Наверное, мой вопрос прозвучал чересчур наигранно и фальшиво, но майор не обратил на это внимания.
— Не как, а чем, — сказал он в ответ. — Наши эксперты так и не смогли определить яд, которым он был отравлен. Отправили на экспертизу в Москву. Когда придет ответ, неизвестно. А это очередная задержка в следствии. Но и это еще не все. В тюремной больнице повесился Мозель. И у меня есть подозрения, что стульчик из-под его ног выбил кто-то другой.
— Чему вы удивляетесь? В наше время за деньги (а тем более — за большие) сделают что хочешь. У народа крыша поехала на почве обогащения. Значит, кому-то сильно не хотелось, чтобы Кованый и Мозель начали «петь» на допросах.
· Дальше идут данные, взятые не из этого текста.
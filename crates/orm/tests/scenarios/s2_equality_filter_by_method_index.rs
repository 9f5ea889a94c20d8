//! S2 -- `full_name` is a method-derived equality index
//! (`Meta.indices = ['full_name']` in the original); filtering on it
//! should narrow to the exact match among three Persons sharing a first
//! name.

use redisco::Manager;

use crate::common::{flush_model, test_client, Person};

#[test]
#[ignore = "requires a live redis-compatible server"]
fn filter_by_method_derived_index_matches_exact_full_name() {
    let client = test_client();
    flush_model(&client, "Person");
    let people = Manager::<Person>::new(client);

    people.create(Person::new("Granny", "Goose")).unwrap();
    people.create(Person::new("Granny", "Mommy")).unwrap();
    people.create(Person::new("Granny", "Kent")).unwrap();
    people.create(Person::new("Clark", "Kent")).unwrap();

    let matches = people
        .filter("full_name", "Granny Mommy")
        .unwrap()
        .exec()
        .unwrap();

    assert_eq!(matches.len(), 1);
    assert_eq!(matches[0].full_name(), "Granny Mommy");
}
//! Deterministic hierarchical key builder.
//!
//! A `Key` is nothing but a `:`-joined path rooted at a model name: pure
//! data, no connection, no state. The query engine leans on this to name
//! its temporary result keys deterministically so two callers running the
//! same chain at once compute the same destination key rather than racing
//! to create distinct ones.

use std::fmt;

/// A hierarchical Redis key, e.g. `Person`, `Person:1`, `Person:1:_indices`.
#[derive(Debug, Clone, PartialEq, Eq, Hash)]
pub struct Key(String);

impl Key {
    /// Root a key at a model name, e.g. `Key::root("Person")` -> `Person`.
    pub fn root(name: &str) -> Self {
        Key(name.to_string())
    }

    /// Append a segment, e.g. `Person.segment("1")` -> `Person:1`.
    pub fn segment(&self, segment: impl fmt::Display) -> Key {
        Key(format!("{}:{}", self.0, segment))
    }

    /// The special `M:id` counter key.
    pub fn id_counter(&self) -> Key {
        self.segment("id")
    }

    /// The special `M:all` membership set key.
    pub fn all(&self) -> Key {
        self.segment("all")
    }

    /// The special `M:_zindex:<att>` range-index key.
    pub fn zindex(&self, attribute: &str) -> Key {
        self.segment("_zindex").segment(attribute)
    }

    /// The per-instance `M:<id>:_indices` bookkeeping key.
    pub fn indices_of(&self, id: &str) -> Key {
        self.segment(id).segment("_indices")
    }

    pub fn as_str(&self) -> &str {
        &self.0
    }
}

impl fmt::Display for Key {
    fn fmt(&self, f: &mut fmt::Formatter<'_>) -> fmt::Result {
        f.write_str(&self.0)
    }
}

impl From<Key> for String {
    fn from(k: Key) -> String {
        k.0
    }
}

impl AsRef<str> for Key {
    fn as_ref(&self) -> &str {
        &self.0
    }
}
— Именно. Притом так не хотелось, что Котя неожиданно сошел с ума.
— Вы серьезно?!
— Вполне. В один прекрасный день стал полностью невменяемым.
— Наверное, психика не выдержала тюремных стен. Все-таки он еще совсем пацан…
— Намекаете на садистов в милицейской форме? Парня сильно прессовали, и от этого он подвинулся рассудком. Это совсем не так. Котей занимался лично я. И смею вас заверить, что у нас не было к нему чересчур серьезных претензий. Он не бандит, не убийца и даже из вполне приличной семьи. Бывают иногда такие индивидуумы. Котя сошел с ума среди ночи, в камере. Ему начала видеться разная чертовщина. Забьется в угол и вопит как резаный.